Ejectives, High Altitudes, and Grandiose Linguistic Hypotheses

Jun 18, 2014 by

[This post was written in collaboration with Martin W. Lewis and originally published on GeoCurrents in June 2013]

sex based gender systems

Leading scientific journals and influential media outlets often favor research in linguistics that makes strong claims that resonate with the general public. A number of these favored studies claim to find a correlation between a linguistic feature and a non-linguistic social or cultural trait. For example, a recent paper by Gay, Santacreu-Vasut and Shoham from the Berkeley economic history laboratory claims to have found a correlation between linguistic gender systems and female economic and political empowerment: women in countries with languages that make gender distinctions are supposedly less likely to participate in the labor market or politics and have a reduced ability to get credit or own land. An earlier paper by Boroditsky, Schmidt & Phillips (2003) reported a link between linguistic gender and attributes ascribed to various inanimate objects. Yet another paper, this one by behavioral economist Keith Chen from Yale University, highlights a correlation between tense marking and financial behavior: people whose native language makes fewer distinctions between the future and present purportedly think differently about the future and therefore make different financial decisions.
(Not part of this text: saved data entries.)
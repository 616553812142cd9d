use loadgen_lib::{RunSnapshot, RunStatus, RunSummary};

use super::{Progress, Reporter};

#[derive(Debug, Default)]
pub struct JsonlReporter {
    last: RunSnapshot,
}

impl JsonlReporter {
    pub fn new() -> Self {
        Self::default()
    }

    fn progress_line(&mut self, status: &RunStatus) -> serde_json::Value {
        let progress = Progress::between(&self.last, &status.snapshot);
        self.last = status.snapshot;

        serde_json::json!({
            "type": "progress",
            "ips": progress.rate(),
            "interval": {
                "dispatched": progress.dispatched,
                "completed": progress.completed,
                "errors": progress.errors,
                "dropped": progress.dropped,
            },
            "total": status,
        })
    }

    fn summary_line(summary: &RunSummary) -> serde_json::Value {
        serde_json::json!({
            "type": "final",
            "total": summary,
        })
    }
}

impl Reporter for JsonlReporter {
    fn on_tick(&mut self, status: &RunStatus) {
        println!("{}", self.progress_line(status));
    }

    fn finish(&mut self, summary: &RunSummary) {
        println!("{}", Self::summary_line(summary));
    }
}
These and similar studies go back to the strong version of the Whorf-Sapir hypothesis, all but discredited by professional linguists, which states that the language one speaks determines how one thinks.* Many such alleged correlations between the linguistic and social realms can be, and have been, explored; as Mark Liberman notes in his LanguageLog post,

“many relevant linguistic and non-linguistic datasets are now pre-compiled and available for easy download, and the software needed for fitting various sorts of statistical models can easily be run on your laptop. So if you have a bright idea — maybe alcohol consumption correlates with phonotactic complexity? really, it could — the chances are that you test a model within a few hours. If it doesn’t work out, there are plenty more to try — maybe coffee consumption helps to preserve morphological inflection?”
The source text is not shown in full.